Liberty had the most recent insight in Sirius finances and made the deal.
I think everything is OK but I agree the doubt is why we sit at .13
Its lawyer talk that basically says KPMG needs time to review the deal that Ma"loan" and Mel worked out, then KPMG will acknowledge that there is no going concern, then malone hands over the rest of the dough.
Malone has already seen the Q4 numbers and is fine with giving the money over based on this, but he didn't have enough time to review all of sirius xm's books when writing out this load so he wrote in the loan that if, for some reason, the auditor finds something drastic that Malone didn't have time to find between Feb 10th and 17th when he got involved that he still has an out.
summary: malone fast money, little review, auditor completes review and only concern is malone handing over more dough, alls good in da hood.
I've convinced myself all is fine so I can go to sleep now...
8 years of watching these stocks -- one thing I've learned... knee-jerk reactions to stuff like this turn out to be wrong 99% of the time. Nearly every time I reacted quickly to an event that occured (good or bad), I was wrong.
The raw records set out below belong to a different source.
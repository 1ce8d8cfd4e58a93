//! Single-step setup flow
//!
//! ```text
//! AwaitingInput --submit--> Validating --ok--> Completed
//!       ^                       |
//!       +------ form errors ----+
//! ```
//!
//! A flow owns its [`FormState`] and nothing else. Calls to
//! [`ConfigFlow::submit`] are serialized by the host.

use super::form_state::{FormState, FormView};
use crate::error::{ErrorKind, FlowError, SchemaDefinitionError, BASE_ERROR_KEY};
use crate::schema::places::{places_schema, STEP_ID};
use crate::schema::{NormalizedValues, Schema, SubmittedValues};
use crate::validator::{PlacesValidator, ValidationResult, Validator};
use futures::FutureExt;
use serde::Serialize;
use std::panic::AssertUnwindSafe;
use std::sync::Arc;

/// Current position in the flow
#[derive(Debug, Clone, Copy, PartialEq, Eq, Default)]
pub enum FlowStep {
    #[default]
    AwaitingInput,
    Validating,
    Completed,
}

/// Configuration produced by a completed flow, handed to the persistence layer
#[derive(Debug, Clone, PartialEq, Serialize)]
pub struct ConfigEntry {
    pub title: String,
    pub data: NormalizedValues,
}

/// What the host should do after a submission
#[derive(Debug, Clone, PartialEq, Serialize)]
#[serde(tag = "type", rename_all = "snake_case")]
pub enum FlowOutcome {
    /// Display (or redisplay) the form
    ShowForm(FormView),
    /// Persist the entry; the flow is finished
    CreateEntry(ConfigEntry),
}

impl FlowOutcome {
    pub fn as_form(&self) -> Option<&FormView> {
        match self {
            FlowOutcome::ShowForm(view) => Some(view),
            FlowOutcome::CreateEntry(_) => None,
        }
    }

    pub fn as_entry(&self) -> Option<&ConfigEntry> {
        match self {
            FlowOutcome::CreateEntry(entry) => Some(entry),
            FlowOutcome::ShowForm(_) => None,
        }
    }
}

/// Drives one user's setup from first display to a created entry
pub struct ConfigFlow {
    schema: Schema,
    validator: Arc<dyn Validator>,
    step_id: String,
    step: FlowStep,
    form: FormState,
}

impl ConfigFlow {
    /// Create a flow over any schema and validator
    pub fn new(schema: Schema, validator: Arc<dyn Validator>) -> Self {
        Self {
            schema,
            validator,
            step_id: STEP_ID.to_string(),
            step: FlowStep::default(),
            form: FormState::default(),
        }
    }

    /// Create the stock places flow
    pub fn places() -> Result<Self, SchemaDefinitionError> {
        Ok(Self::new(places_schema()?, Arc::new(PlacesValidator::new())))
    }

    pub fn with_step_id(mut self, step_id: &str) -> Self {
        self.step_id = step_id.to_string();
        self
    }

    pub fn step(&self) -> FlowStep {
        self.step
    }

    pub fn schema(&self) -> &Schema {
        &self.schema
    }

    pub fn form_state(&self) -> &FormState {
        &self.form
    }

    /// Handle one interaction
    ///
    /// `None` means the form has not been filled in yet and yields the first
    /// display. A submission is checked by the schema first; only a
    /// schema-valid submission reaches the validator.
    pub async fn submit(
        &mut self,
        values: Option<SubmittedValues>,
    ) -> Result<FlowOutcome, FlowError> {
        if self.step == FlowStep::Completed {
            return Err(FlowError::AlreadyCompleted);
        }

        let Some(values) = values else {
            self.form = FormState::default();
            return Ok(self.show_form());
        };

        self.step = FlowStep::Validating;

        let normalized = match self.schema.validate(&values) {
            Ok(normalized) => normalized,
            Err(e) => {
                tracing::debug!("Submission rejected by schema: {e}");
                return Ok(self.reject(FormState::with_error(&e.field, e.kind, values)));
            }
        };

        match self.run_validator(normalized).await {
            ValidationResult::Success { record, title } => {
                tracing::info!("Setup complete, creating entry {title:?}");
                self.step = FlowStep::Completed;
                self.form = FormState::default();
                Ok(FlowOutcome::CreateEntry(ConfigEntry {
                    title,
                    data: record,
                }))
            }
            ValidationResult::Failure { kind, field } => {
                let key = match (kind, field.as_deref()) {
                    (ErrorKind::Unknown, _) | (_, None) => BASE_ERROR_KEY,
                    (_, Some(field)) => field,
                };
                tracing::debug!("Validation failed: {kind} on {key}");
                Ok(self.reject(FormState::with_error(key, kind, values)))
            }
        }
    }

    /// Run the validator, turning faults and panics into `unknown`
    ///
    /// Runs on the caller's executor; no particular runtime is required.
    async fn run_validator(&self, normalized: NormalizedValues) -> ValidationResult {
        let unknown = ValidationResult::Failure {
            kind: ErrorKind::Unknown,
            field: None,
        };

        let call = AssertUnwindSafe(self.validator.validate(&normalized)).catch_unwind();
        match call.await {
            Ok(Ok(result)) => result,
            Ok(Err(e)) => {
                tracing::error!("Unexpected exception during validation: {e:?}");
                unknown
            }
            Err(_) => {
                tracing::error!("Validator panicked");
                unknown
            }
        }
    }

    fn reject(&mut self, form: FormState) -> FlowOutcome {
        self.form = form;
        self.show_form()
    }

    fn show_form(&mut self) -> FlowOutcome {
        self.step = FlowStep::AwaitingInput;
        FlowOutcome::ShowForm(self.form.render(&self.step_id, &self.schema))
    }
}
I've learned to be patient, talk things through and then make a decision after letting some of it play out.
Hi Otone -- "A little dire" was meant as understatement.
Can't say BK is "impossible", but it is either at odds with the interests involved or Brandon needs to tell us a story . . . why Liberty would allow it to happen.
Well, one thing's for sure -- right now, Liberty has next to nothing. They hold some Senior Notes that put them in line, but as of now they have no equity (preferred or common). Default? Won't get them too much. After the full refinancing? They'll have basic control of the company with little risk, in the event of default.